_REQUIRED WORK_
Print the data below exactly, but only the lines from the one containing "mod approve_only;" down to the one containing "pub enum Filter", inclusive.

[Stored items]
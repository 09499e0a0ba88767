//! Per-target call filters.
//!
//! A filter is a pure decision over `(registries, wallet, call)`. The registry stores one
//! [`Filter`] per `(list, target)` and dispatches on the variant; there is no filter state
//! beyond its configuration.

mod approve_only;
mod swap_aggregator;

pub use approve_only::ApproveOnlyFilter;
pub use swap_aggregator::{SwapAggregatorFilter, TradableCheck};

use alloy_primitives::Address;
use serde::{Deserialize, Serialize};
use wallet_guard_types::{Call, TradeFacts};

#[derive(Clone, Debug, PartialEq, Eq, Serialize, Deserialize)]
#[serde(tag = "kind", rename_all = "snake_case")]
pub enum Filter {
    /// Trusted counterparty: every call is accepted without looking at the payload.
    Null,
    ApproveOnly(ApproveOnlyFilter),
    SwapAggregator(SwapAggregatorFilter),
}

impl Filter {
    pub fn validate(&self, facts: &dyn TradeFacts, wallet: Address, call: &Call) -> bool {
        match self {
            Filter::Null => true,
            Filter::ApproveOnly(f) => f.validate(call),
            Filter::SwapAggregator(f) => f.validate(facts, wallet, call),
        }
    }

    pub fn is_trusted(&self) -> bool {
        matches!(self, Filter::Null)
    }

    pub fn name(&self) -> &'static str {
        match self {
            Filter::Null => "null",
            Filter::ApproveOnly(_) => "approve_only",
            Filter::SwapAggregator(_) => "swap_aggregator",
        }
    }
}

impl From<ApproveOnlyFilter> for Filter {
    fn from(f: ApproveOnlyFilter) -> Self {
        Filter::ApproveOnly(f)
    }
}

impl From<SwapAggregatorFilter> for Filter {
    fn from(f: SwapAggregatorFilter) -> Self {
        Filter::SwapAggregator(f)
    }
}

#[cfg(test)]
mod tests {
    use super::*;
    use alloy_primitives::U256;

    struct DenyAll;
    impl TradeFacts for DenyAll {}

    #[test]
    fn null_filter_accepts_anything() {
        let call = Call::new(Address::repeat_byte(1), U256::from(7u64), vec![0xde, 0xad]);
        assert!(Filter::Null.validate(&DenyAll, Address::repeat_byte(2), &call));
    }

    #[test]
    fn filters_round_trip_through_json_tags() {
        let json = r#"{"kind":"approve_only","spender":"0x1111111111111111111111111111111111111111"}"#;
        let filter: Filter = serde_json::from_str(json).unwrap();
        assert_eq!(
            filter,
            Filter::ApproveOnly(ApproveOnlyFilter::new(Address::repeat_byte(0x11)))
        );
        let filter: Filter = serde_json::from_str(r#"{"kind":"swap_aggregator"}"#).unwrap();
        assert_eq!(filter, Filter::SwapAggregator(SwapAggregatorFilter::default()));
        let filter: Filter = serde_json::from_str(r#"{"kind":"null"}"#).unwrap();
        assert!(filter.is_trusted());
    }
}
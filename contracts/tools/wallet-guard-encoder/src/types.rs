use alloy_primitives::{Address, U256};

/// One leg of a hop.
#[derive(Clone, Debug)]
pub struct RouteSpec {
    /// Adapter the aggregator calls.
    pub exchange: Address,
    /// Venue behind the adapter.
    pub target_exchange: Address,
    /// Basis points of the hop amount.
    pub percent: u64,
}

#[derive(Clone, Debug)]
pub struct HopSpec {
    pub to: Address,
    pub routes: Vec<RouteSpec>,
}

/// Swap as the client describes it, before ABI encoding.
#[derive(Clone, Debug)]
pub struct SwapSpec {
    pub from_token: Address,
    pub to_token: Address,
    pub from_amount: U256,
    /// Minimum the aggregator must deliver.
    pub min_amount: U256,
    /// Zero sends proceeds to the caller.
    pub beneficiary: Address,
    pub hops: Vec<HopSpec>,
}

impl SwapSpec {
    /// Single-hop, single-leg swap.
    pub fn direct(from_token: Address, to_token: Address, from_amount: U256, exchange: Address, target: Address) -> Self {
        Self {
            from_token,
            to_token,
            from_amount,
            min_amount: U256::from(1u64),
            beneficiary: Address::ZERO,
            hops: vec![HopSpec {
                to: to_token,
                routes: vec![RouteSpec {
                    exchange,
                    target_exchange: target,
                    percent: 10_000,
                }],
            }],
        }
    }
}

/// Deployment a signature is bound to.
#[derive(Clone, Copy, Debug)]
pub struct RelayScope {
    pub chain_id: u64,
    pub module: Address,
}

_OUTPUT BELOW_
mod approve_only;
mod swap_aggregator;

pub use approve_only::ApproveOnlyFilter;
pub use swap_aggregator::{SwapAggregatorFilter, TradableCheck};

use alloy_primitives::Address;
use serde::{Deserialize, Serialize};
use wallet_guard_types::{Call, TradeFacts};

#[derive(Clone, Debug, PartialEq, Eq, Serialize, Deserialize)]
#[serde(tag = "kind", rename_all = "snake_case")]
pub enum Filter {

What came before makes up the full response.